Buleleng, Bali (ANTARA News) - Maestro seni bondres dari Buleleng, Bali, Made Ngurah Sadika yang lebih akrab disapa Susik Bondres meninggal dunia pada Selasa, pukul 4.00 WITA, setelah sempat dirawat di RSUD Buleleng, Bali.

I Gede Arya Darmadi alias Cimcim, anak sulung almarhum, mengatakan ayahnya dilarikan ke RSUD Buleleng sejak sepekan lalu karena mengeluh sakit. Pemeriksaan dokter menyebutkan terjadi penyempitan pada tulang belakang.

"Setelah dirawat seminggu, bapak meninggal.

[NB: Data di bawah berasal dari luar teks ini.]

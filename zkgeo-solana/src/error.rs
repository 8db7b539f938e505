//! Error types for the Solana geofence rail.
//!
//! Every failure class surfaces as a distinct variant with a
//! machine-readable code; nothing is collapsed into a generic failure.

use thiserror::Error;
use zkgeo_common::{PackError, QuantizeError, RegionError};

/// Aggregated error type for proof sessions and submission.
#[derive(Debug, Error)]
pub enum GeofenceError {
    /// Malformed bounding box, out-of-range coordinates, missing backend.
    /// Fails fast; never sent to the network.
    #[error("invalid input: {0}")]
    InvalidInput(String),

    /// Field element out of range, wrong signal count, wrong byte width.
    /// Fatal to the current attempt; never silently truncated or padded.
    #[error("encoding error: {0}")]
    Encoding(#[from] PackError),

    /// The proving backend failed. Surfaced verbatim; proof generation is
    /// expensive, so retrying is the caller's decision.
    #[error("proving backend error: {0}")]
    Backend(String),

    /// RPC, broadcast, or confirmation failure.
    #[error("rpc error: {0}")]
    Rpc(String),

    /// Pre-flight simulation rejected the transaction. Fatal unless the
    /// session was configured with `force_submission`.
    #[error("simulation failed: {message}")]
    Simulation {
        message: String,
        logs: Vec<String>,
    },

    /// Confirmation did not reach finality in time. The transaction may
    /// still land; callers can retry confirmation with the signature.
    #[error("timeout: {0}")]
    Timeout(String),

    /// Submission attempted out of order (e.g. no detected location).
    /// Rejected before any network call.
    #[error("state error: {0}")]
    State(String),
}

impl GeofenceError {
    /// Machine-readable error code.
    pub fn error_code(&self) -> &'static str {
        match self {
            GeofenceError::InvalidInput(_) => "INVALID_INPUT",
            GeofenceError::Encoding(_) => "ENCODING_ERROR",
            GeofenceError::Backend(_) => "BACKEND_ERROR",
            GeofenceError::Rpc(_) => "RPC_ERROR",
            GeofenceError::Simulation { .. } => "SIMULATION_FAILED",
            GeofenceError::Timeout(_) => "TIMEOUT",
            GeofenceError::State(_) => "STATE_ERROR",
        }
    }

    /// Whether the caller may reasonably retry with backoff.
    pub fn is_retryable(&self) -> bool {
        matches!(self, GeofenceError::Rpc(_) | GeofenceError::Timeout(_))
    }
}

impl From<RegionError> for GeofenceError {
    fn from(err: RegionError) -> Self {
        GeofenceError::InvalidInput(err.to_string())
    }
}

impl From<QuantizeError> for GeofenceError {
    fn from(err: QuantizeError) -> Self {
        GeofenceError::InvalidInput(err.to_string())
    }
}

Bapak sebenarnya juga punya riwayat disbetes sejak lama," kata Cimcim.

Sadika yang juga biasa disapa dengan nama Sadik meninggalkan dua anak dan seorang istri. Sebagai seniman bondres, Sadika bukan hanya dikenal di Buleleng, melainkan juga digemari di seluruh Bali hingga Lombok. Dalam bondres ia memainkan tokoh perempuan dengan menggunakan topeng wajah perempuan yang lucu bernama Susik. Sejak itulah nama Susik Bodres melekat kepada Sadika.

Dalam karir kesenimannya, Sadika bergabung dengan Sanggar Dwi Mekar pimpinan almarhum Nyoman Durpa. Setelah mengundurkan diri dari Dwi Mekar, ia membentuk sanggar sendiri bernama Sangar Susik yang sering pentas bersama grup-grup lawak di Singaraja dan Denpasar.

Dalam karirnya sebagai pegawai negeri sipil (PNS), Sadika mengawali karirnya sebagai guru yang mengajar di sejumlah sekolah di Buleleng. Lalu sempat diangkat menjadi Kepala Seksi Kesenian di Dinas Kebudayaan dan Pariwisata (Disbudpar) Buleleng.

"Setelah menjadi kepala seksi kesenian, Bapak sempat ditarik lagi menjadi guru di Sumberkima Gerokgak, sebelum diangkat kembali menjadi Kepala Bidang Kebudayaan di Disbudpar. Terakhir Bapak ditugaskan di Dinas Arsip dan Perpustakaan Buleleng," kata Cimcim.

Baca juga: Gubernur Bali bantu maestro seni bondres

Baca juga: Parade "Topeng Bondres" awali pembukaan LBF


Rencananya, upacara pengabenan dilaksanakan 22 Mei di rumah duka di Jalan Kresna, Singaraja.

Seniman bondres dari Rare Kual, Ngurah Indra Wijaya yang biasa disapa dengan nama Wah Rare Kual, mengatakan sebagai bondres yang jauh lebih muda ia merasa sangat kehilangan.

"Pak Sadik adalah guru yang tidak pernah pelit dengan ilmu seperti halnya Pak Durpa. Dari Pak Sadik saya banyak belajar bagaimana cara membuat trik bermain dengan spontan di panggung agar bisa memecah keheningan atau kebuntuan dengan model lawakan turun ke panggung," katanya.

Kepada seniman muda Sadika kerap memberi pesan agar dalam bermain total kalau sudah terjun ke dunia bondres.

"Yen be dadi seniman koje be nyemak gaen lenan, ne deen be terusang. Begitu ia kerap bicara. Artinya jadi seniman total tanpa mengambil pekerjaan lain," kenang Wah.